> **ABOUT THIS TASK**: Write out each line of the records that has "sent" in it.

━━━━━━━━

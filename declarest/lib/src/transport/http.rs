//! HTTP transport with tracing instrumentation.

use std::collections::BTreeMap;
use std::time::Duration;

use futures::FutureExt;
use futures::future::BoxFuture;
use reqwest::header::{HeaderMap, HeaderName, HeaderValue};
use serde_json::{Map, Value};
use tracing::{Span, instrument};
use url::Url;

use super::{Transport, TransportResponse};
use crate::error::{ApiError, ClientError, ConfigError, ErrorResponse};
use crate::request::RequestConfig;

/// Default request timeout in seconds.
const DEFAULT_TIMEOUT_SECS: u64 = 30;

/// Builder for configuring an [`HttpTransport`].
#[derive(Debug)]
pub struct HttpTransportBuilder {
    base_url: Url,
    timeout: Duration,
    default_headers: HeaderMap,
}

impl HttpTransportBuilder {
    fn new(base_url: Url) -> Self {
        Self {
            base_url,
            timeout: Duration::from_secs(DEFAULT_TIMEOUT_SECS),
            default_headers: HeaderMap::new(),
        }
    }

    /// Sets the default request timeout; actions may override it per request.
    pub fn timeout(mut self, timeout: Duration) -> Self {
        self.timeout = timeout;
        self
    }

    /// Adds a header sent with every request.
    ///
    /// ## Errors
    ///
    /// Returns an error if the header name or value is invalid.
    pub fn default_header(
        mut self,
        name: impl AsRef<str>,
        value: impl AsRef<str>,
    ) -> Result<Self, ClientError> {
        let name = HeaderName::try_from(name.as_ref())
            .map_err(|e| ClientError::Connection(format!("invalid header name: {e}")))?;
        let value = HeaderValue::try_from(value.as_ref())
            .map_err(|e| ClientError::Connection(format!("invalid header value: {e}")))?;
        self.default_headers.insert(name, value);
        Ok(self)
    }

    /// Builds the [`HttpTransport`].
    ///
    /// ## Errors
    ///
    /// Returns an error if the HTTP client cannot be constructed.
    pub fn build(self) -> Result<HttpTransport, ClientError> {
        let client = reqwest::Client::builder()
            .timeout(self.timeout)
            .default_headers(self.default_headers)
            .pool_max_idle_per_host(10)
            .build()
            .map_err(|e| ClientError::Connection(e.to_string()))?;

        Ok(HttpTransport {
            client,
            base_url: self.base_url,
            timeout: self.timeout,
        })
    }
}

/// Sends requests over HTTP with `reqwest`.
///
/// Relative request URLs are resolved against the base URL. Query
/// parameters are appended to the URL and request data is sent as a JSON
/// body.
///
/// ## Examples
///
/// ```rust
/// use declarest::HttpTransport;
/// use std::time::Duration;
///
/// let transport = HttpTransport::builder("https://api.example.com".parse().unwrap())
///     .timeout(Duration::from_secs(5))
///     .default_header("Accept", "application/json")
///     .unwrap()
///     .build()
///     .unwrap();
/// assert_eq!(transport.base_url().as_str(), "https://api.example.com/");
/// ```
#[derive(Debug, Clone)]
pub struct HttpTransport {
    client: reqwest::Client,
    base_url: Url,
    timeout: Duration,
}

impl HttpTransport {
    pub fn builder(base_url: Url) -> HttpTransportBuilder {
        HttpTransportBuilder::new(base_url)
    }

    /// Creates a transport with default settings.
    ///
    /// ## Errors
    ///
    /// Returns an error if the HTTP client cannot be constructed.
    pub fn new(base_url: Url) -> Result<Self, ClientError> {
        Self::builder(base_url).build()
    }

    /// Parses `base_url` and creates a transport with default settings.
    pub fn from_base_url(base_url: &str) -> Result<Self, ApiError> {
        let base_url = Url::parse(base_url).map_err(ConfigError::from)?;
        Ok(Self::new(base_url)?)
    }

    pub fn base_url(&self) -> &Url {
        &self.base_url
    }

    /// Resolves a request URL (absolute or relative) and appends the query.
    pub fn full_url(&self, request: &RequestConfig) -> Result<Url, ClientError> {
        let mut url = match Url::parse(&request.url) {
            Ok(url) => url,
            Err(url::ParseError::RelativeUrlWithoutBase) => self
                .base_url
                .join(&request.url)
                .map_err(|e| ClientError::Connection(format!("invalid URL: {e}")))?,
            Err(e) => return Err(ClientError::Connection(format!("invalid URL: {e}"))),
        };

        if let Some(params) = &request.params {
            let pairs = query_pairs(params);
            if !pairs.is_empty() {
                let mut query = url.query_pairs_mut();
                for (key, value) in &pairs {
                    query.append_pair(key, value);
                }
            }
        }
        Ok(url)
    }
}

impl Transport for HttpTransport {
    fn send(&self, request: RequestConfig) -> BoxFuture<'static, Result<TransportResponse, ClientError>> {
        execute(self.clone(), request).boxed()
    }
}

#[instrument(
    name = "api_request",
    skip(transport, request),
    fields(
        http.method = %request.method,
        http.url = tracing::field::Empty,
        http.status_code = tracing::field::Empty,
        otel.kind = "client",
        otel.status_code = tracing::field::Empty,
    )
)]
async fn execute(
    transport: HttpTransport,
    request: RequestConfig,
) -> Result<TransportResponse, ClientError> {
    let full_url = transport.full_url(&request)?;
    Span::current().record("http.url", full_url.as_str());

    let timeout = request
        .timeout_ms
        .map(Duration::from_millis)
        .unwrap_or(transport.timeout);

    let mut builder = transport
        .client
        .request(request.method.to_reqwest(), full_url)
        .timeout(timeout);
    for (name, value) in &request.headers {
        builder = builder.header(name.as_str(), value.as_str());
    }
    if let Some(data) = &request.data {
        builder = builder.json(data);
    }

    let timeout_ms = u64::try_from(timeout.as_millis()).unwrap_or(u64::MAX);
    let response = builder
        .send()
        .await
        .map_err(|e| ClientError::from_reqwest(&e, timeout_ms))?;

    let status = response.status();
    let status_code = status.as_u16();
    Span::current().record("http.status_code", status_code);

    let headers = header_map(response.headers());
    let body = response
        .bytes()
        .await
        .map_err(|e| ClientError::from_reqwest(&e, timeout_ms))?;
    let data = decode_body(&body);

    if !status.is_success() {
        let otel_status = if status.is_server_error() {
            "ERROR"
        } else {
            "UNSET"
        };
        Span::current().record("otel.status_code", otel_status);

        return Err(ClientError::HttpStatus(ErrorResponse {
            status: status_code,
            headers,
            data,
            config: request,
        }));
    }

    Span::current().record("otel.status_code", "OK");

    Ok(TransportResponse {
        status: status_code,
        headers,
        data,
    })
}

fn header_map(headers: &HeaderMap) -> BTreeMap<String, String> {
    headers
        .iter()
        .filter_map(|(name, value)| {
            value
                .to_str()
                .ok()
                .map(|value| (name.as_str().to_string(), value.to_string()))
        })
        .collect()
}

fn decode_body(body: &[u8]) -> Value {
    if body.iter().all(u8::is_ascii_whitespace) {
        return Value::Null;
    }
    serde_json::from_slice(body)
        .unwrap_or_else(|_| Value::String(String::from_utf8_lossy(body).into_owned()))
}

/// Flattens query parameters: `null` is skipped, arrays repeat the key and
/// objects are sent as JSON.
fn query_pairs(params: &Map<String, Value>) -> Vec<(String, String)> {
    let mut pairs = Vec::new();
    for (key, value) in params {
        match value {
            Value::Array(items) => {
                for item in items {
                    if let Some(item) = query_value(item) {
                        pairs.push((key.clone(), item));
                    }
                }
            }
            other => {
                if let Some(value) = query_value(other) {
                    pairs.push((key.clone(), value));
                }
            }
        }
    }
    pairs
}

fn query_value(value: &Value) -> Option<String> {
    match value {
        Value::Null => None,
        Value::String(s) => Some(s.clone()),
        other => Some(other.to_string()),
    }
}

#[cfg(test)]
mod tests {
    use super::*;
    use crate::method::RestMethod;
    use serde_json::json;
    use wiremock::matchers::{body_json, header, method, path, query_param};
    use wiremock::{Mock, MockServer, ResponseTemplate};

    async fn transport(server: &MockServer) -> HttpTransport {
        HttpTransport::new(Url::parse(&server.uri()).unwrap()).unwrap()
    }

    #[tokio::test]
    async fn test_send_get_json() {
        let mock_server = MockServer::start().await;

        Mock::given(method("GET"))
            .and(path("/users/1"))
            .respond_with(ResponseTemplate::new(200).set_body_json(json!({"id": 1, "name": "Alice"})))
            .mount(&mock_server)
            .await;

        let response = transport(&mock_server)
            .await
            .send(RequestConfig::new(RestMethod::Get, "/users/1"))
            .await
            .unwrap();
        assert_eq!(response.status, 200);
        assert_eq!(response.data, json!({"id": 1, "name": "Alice"}));
        assert_eq!(
            response.headers.get("content-type").map(String::as_str),
            Some("application/json")
        );
    }

    #[tokio::test]
    async fn test_send_query_and_body() {
        let mock_server = MockServer::start().await;

        Mock::given(method("POST"))
            .and(path("/users"))
            .and(query_param("notify", "true"))
            .and(query_param("tag", "a"))
            .and(body_json(json!({"name": "Bob"})))
            .respond_with(ResponseTemplate::new(201).set_body_json(json!({"id": 2})))
            .expect(1)
            .mount(&mock_server)
            .await;

        let mut request = RequestConfig::new(RestMethod::Post, "/users");
        request.params = json!({"notify": true, "tag": ["a"], "skip": null}).as_object().cloned();
        request.data = Some(json!({"name": "Bob"}));

        let response = transport(&mock_server).await.send(request).await.unwrap();
        assert_eq!(response.status, 201);
        assert_eq!(response.data, json!({"id": 2}));
    }

    #[tokio::test]
    async fn test_request_headers() {
        let mock_server = MockServer::start().await;

        Mock::given(method("GET"))
            .and(path("/with-header"))
            .and(header("x-custom-header", "custom-value"))
            .and(header("x-request", "1"))
            .respond_with(ResponseTemplate::new(200).set_body_json(json!({})))
            .expect(1)
            .mount(&mock_server)
            .await;

        let transport = HttpTransport::builder(Url::parse(&mock_server.uri()).unwrap())
            .default_header("X-Custom-Header", "custom-value")
            .unwrap()
            .build()
            .unwrap();
        let mut request = RequestConfig::new(RestMethod::Get, "/with-header");
        request.headers.insert("X-Request".to_string(), "1".to_string());

        transport.send(request).await.unwrap();
    }

    #[tokio::test]
    async fn test_http_error_carries_response() {
        let mock_server = MockServer::start().await;

        Mock::given(method("DELETE"))
            .and(path("/users/9"))
            .respond_with(ResponseTemplate::new(404).set_body_json(json!({"error": "missing"})))
            .mount(&mock_server)
            .await;

        let err = transport(&mock_server)
            .await
            .send(RequestConfig::new(RestMethod::Delete, "/users/9"))
            .await
            .unwrap_err();

        let response = err.response().unwrap();
        assert_eq!(response.status, 404);
        assert_eq!(response.data, json!({"error": "missing"}));
        assert_eq!(response.config.url, "/users/9");
    }

    #[tokio::test]
    async fn test_text_and_empty_bodies() {
        let mock_server = MockServer::start().await;

        Mock::given(method("GET"))
            .and(path("/text"))
            .respond_with(ResponseTemplate::new(500).set_body_string("Internal Server Error"))
            .mount(&mock_server)
            .await;
        Mock::given(method("DELETE"))
            .and(path("/empty"))
            .respond_with(ResponseTemplate::new(204))
            .mount(&mock_server)
            .await;

        let transport = transport(&mock_server).await;
        let err = transport
            .send(RequestConfig::new(RestMethod::Get, "/text"))
            .await
            .unwrap_err();
        assert_eq!(err.status_code(), Some(500));
        assert_eq!(err.response().unwrap().data, json!("Internal Server Error"));

        let empty = transport
            .send(RequestConfig::new(RestMethod::Delete, "/empty"))
            .await
            .unwrap();
        assert_eq!(empty.data, Value::Null);
    }

    #[tokio::test]
    async fn test_request_timeout() {
        let mock_server = MockServer::start().await;

        Mock::given(method("GET"))
            .and(path("/slow"))
            .respond_with(ResponseTemplate::new(200).set_delay(Duration::from_millis(500)))
            .mount(&mock_server)
            .await;

        let mut request = RequestConfig::new(RestMethod::Get, "/slow");
        request.timeout_ms = Some(50);

        let err = transport(&mock_server).await.send(request).await.unwrap_err();
        assert!(matches!(err, ClientError::Timeout { duration_ms: 50 }));
    }

    #[test]
    fn test_full_url() {
        let transport = HttpTransport::new(Url::parse("https://example.com/root/").unwrap()).unwrap();

        let mut request = RequestConfig::new(RestMethod::Get, "/users");
        request.params = json!({"q": "a b", "filter": {"x": 1}, "ids": [1, 2]}).as_object().cloned();
        let url = transport.full_url(&request).unwrap();
        assert_eq!(
            url.as_str(),
            "https://example.com/users?filter=%7B%22x%22%3A1%7D&ids=1&ids=2&q=a+b"
        );

        let relative = RequestConfig::new(RestMethod::Get, "users");
        assert_eq!(
            transport.full_url(&relative).unwrap().as_str(),
            "https://example.com/root/users"
        );

        let absolute = RequestConfig::new(RestMethod::Get, "http://other.test/x");
        assert_eq!(transport.full_url(&absolute).unwrap().as_str(), "http://other.test/x");
    }
}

━━━━━━━━

> **RESPONSE AREA**:
    /// Adds a header sent with every request.
/// parameters are appended to the URL and request data is sent as a JSON
/// objects are sent as JSON.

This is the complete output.